A bactéria Xylella fastidiosa, causadora da doença de Pierce, até o século XXI, era vista como um patógeno restrito à América do Norte. No entanto, a descoberta do primeiro caso na ilha de Maiorca, em 2017, e casos subsequentes em Portugal e Itália, mudaram essa perspectiva. Esse agente infeccioso, transmitido por insetos, resulta em videiras que produzem poucos e de baixa qualidade. Além disso, suas plantas podem morrer rapidamente, pois os ramos caem em poucos anos. As mudanças climáticas exacerbam essa situação, trazendo preocupações significativas para o setor vitivinícola europeu, que teme enormes perdas em culturas de oliveiras e amendoeiras, frequentemente requerendo a remoção imediata das plantas afetadas.
Propagação da doença de Pierce
Estudos sobre surtos da doença de Pierce na Europa, originários de amostras da Itália, França, Alemanha e Espanha, revelaram que a bactéria tem origem na Califórnia, Estados Unidos. Pesquisadores do Instituto de Física Interdisciplinar e Sistemas Complexos (IFISC-CSIC-UIB) utilizaram modelos epidemiológicos para desvendar como a Europa conseguiu se livrar dessa doença há 150 anos. De acordo com um estudo publicado na revista Proceedings of the Royal Society B, em meados do século XIX, a exportação de novas estirpes de videiras da América do Norte introduziu organismos desconhecidos nos vinhedos europeus.
Esse episódio impactou severamente a indústria vinícola da época, especialmente devido à praga da filoxera, que devastou as videiras da Península Ibérica. Entretanto, a X. fastidiosa não se espalhou pelo Mediterrâneo em 1875, e não foram encontrados vestígios da doença de Pierce até o século XX.
A biogeografia determina a virulência das epidemias
Eduardo Moralejo, primeiro autor do estudo, aponta que as “temperaturas mais frias” do clima europeu impediram a disseminação da X. fastidiosa pela Europa. O clima serviu como uma barreira natural contra a doença. Além disso, as regiões dos Estados Unidos de onde as videiras foram exportadas ainda não haviam sido afetadas pela doença de Pierce.
Outro aspecto importante é que a importação de videiras norte-americanas resistentes à filoxera ocorreu na década de 1870. Este movimento foi crucial, pois essas videiras estavam sendo trazidas para combater a praga que devastava as vinhas no sul da Europa.
As mudanças climáticas atuais aumentam a probabilidade de propagação da doença de Pierce em áreas que antes eram imunes. A equipe de pesquisa monitora de perto a Xylella fastidiosa, que atualmente afeta oliveiras na região do Mediterrâneo.
Por meio de análises filogenéticas, o grupo de cientistas localizou a origem da bactéria, datando seu último ancestral comum em Anaheim, Califórnia, em 1884. Em um curto período, a doença se espalhou pela região do Napa Valley, conhecida por suas vinícolas.

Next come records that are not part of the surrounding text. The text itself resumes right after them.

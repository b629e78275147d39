//! Strava payload adapter
//!
//! Parses Strava API responses (activity summaries and activity streams) into
//! the crate's upstream types. Fetching is left to the caller.

use crate::error::ComputeError;
use crate::types::{ActivityBundle, ActivitySummary, RawStream, StreamValue};
use serde::Deserialize;
use serde_json::Value;
use std::io::BufRead;
use tracing::debug;

use super::VendorPayloadAdapter;

/// Strava payload adapter
pub struct StravaAdapter;

impl VendorPayloadAdapter for StravaAdapter {
    /// Accepts the list form `[{"type": "time", "data": [..]}, ..]` and the
    /// keyed form `{"time": {"data": [..]}, ..}` returned with
    /// `key_by_type=true`. Keyed streams come back sorted by type.
    fn parse_streams(&self, raw_json: &str) -> Result<Vec<RawStream>, ComputeError> {
        let value: Value = serde_json::from_str(raw_json)?;
        streams_from_value(value)
    }

    fn parse_activity(&self, raw_json: &str) -> Result<ActivitySummary, ComputeError> {
        Ok(serde_json::from_str(raw_json)?)
    }

    fn parse_activities(&self, raw_json: &str) -> Result<Vec<ActivitySummary>, ComputeError> {
        Ok(serde_json::from_str(raw_json)?)
    }
}

impl StravaAdapter {
    /// Read newline-delimited bundles of `{"activity": {..}, "streams": ..}`.
    ///
    /// `streams` may be absent, null, or either stream payload form. Blank
    /// lines are skipped; a bad line fails with its 1-based line number.
    pub fn read_bundles<R: BufRead>(&self, reader: R) -> Result<Vec<ActivityBundle>, ComputeError> {
        let mut bundles = Vec::new();
        for (line_num, line) in reader.lines().enumerate() {
            let line = line?;
            let trimmed = line.trim();
            if trimmed.is_empty() {
                continue;
            }
            let bundle = parse_bundle(trimmed).map_err(|e| {
                ComputeError::ParseError(format!("Failed to parse line {}: {}", line_num + 1, e))
            })?;
            bundles.push(bundle);
        }
        debug!(bundles = bundles.len(), "read activity bundles");
        Ok(bundles)
    }
}

fn parse_bundle(line: &str) -> Result<ActivityBundle, ComputeError> {
    let raw: RawBundle = serde_json::from_str(line)?;
    let streams = match raw.streams {
        None | Some(Value::Null) => None,
        Some(value) => Some(streams_from_value(value)?),
    };
    Ok(ActivityBundle {
        activity: raw.activity,
        streams,
    })
}

fn streams_from_value(value: Value) -> Result<Vec<RawStream>, ComputeError> {
    match value {
        Value::Array(_) => Ok(serde_json::from_value(value)?),
        Value::Object(map) => {
            // serde_json's default map keeps keys sorted
            map.into_iter()
                .map(|(stream_type, entry)| {
                    let keyed: KeyedStream = serde_json::from_value(entry)?;
                    Ok(RawStream::new(stream_type, keyed.data))
                })
                .collect()
        }
        other => Err(ComputeError::ParseError(format!(
            "expected stream list or keyed stream object, found {}",
            json_kind(&other)
        ))),
    }
}

fn json_kind(value: &Value) -> &'static str {
    match value {
        Value::Null => "null",
        Value::Bool(_) => "boolean",
        Value::Number(_) => "number",
        Value::String(_) => "string",
        Value::Array(_) => "array",
        Value::Object(_) => "object",
    }
}

// Strava API response structures

#[derive(Debug, Deserialize)]
struct RawBundle {
    activity: ActivitySummary,
    #[serde(default)]
    streams: Option<Value>,
}

#[derive(Debug, Deserialize)]
struct KeyedStream {
    #[serde(default)]
    data: Vec<StreamValue>,
}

Àlex Giménez-Romero, coautor da pesquisa, destaca que há poucos registros documentados que expliquem como uma doença pode ser contida ou disseminada geograficamente. A aplicação de modelos matemáticos combinando história, estatística e genética vegetal se destaca como uma ferramenta essencial na compreensão desse fenômeno.
A conclusão do estudo indica que as vinhas europeias conseguiram evitar a pandemia devido às “condições climáticas, que estavam na maioria abaixo do limiar necessário para o desenvolvimento da doença”. Portanto, Giménez-Romero adverte que a indústria vitivinícola e as autoridades precisam entender a dinâmica da doença de Pierce, Uma vez que a Europa pode enfrentar um risco iminente de epidemias, especialmente nas regiões do sul.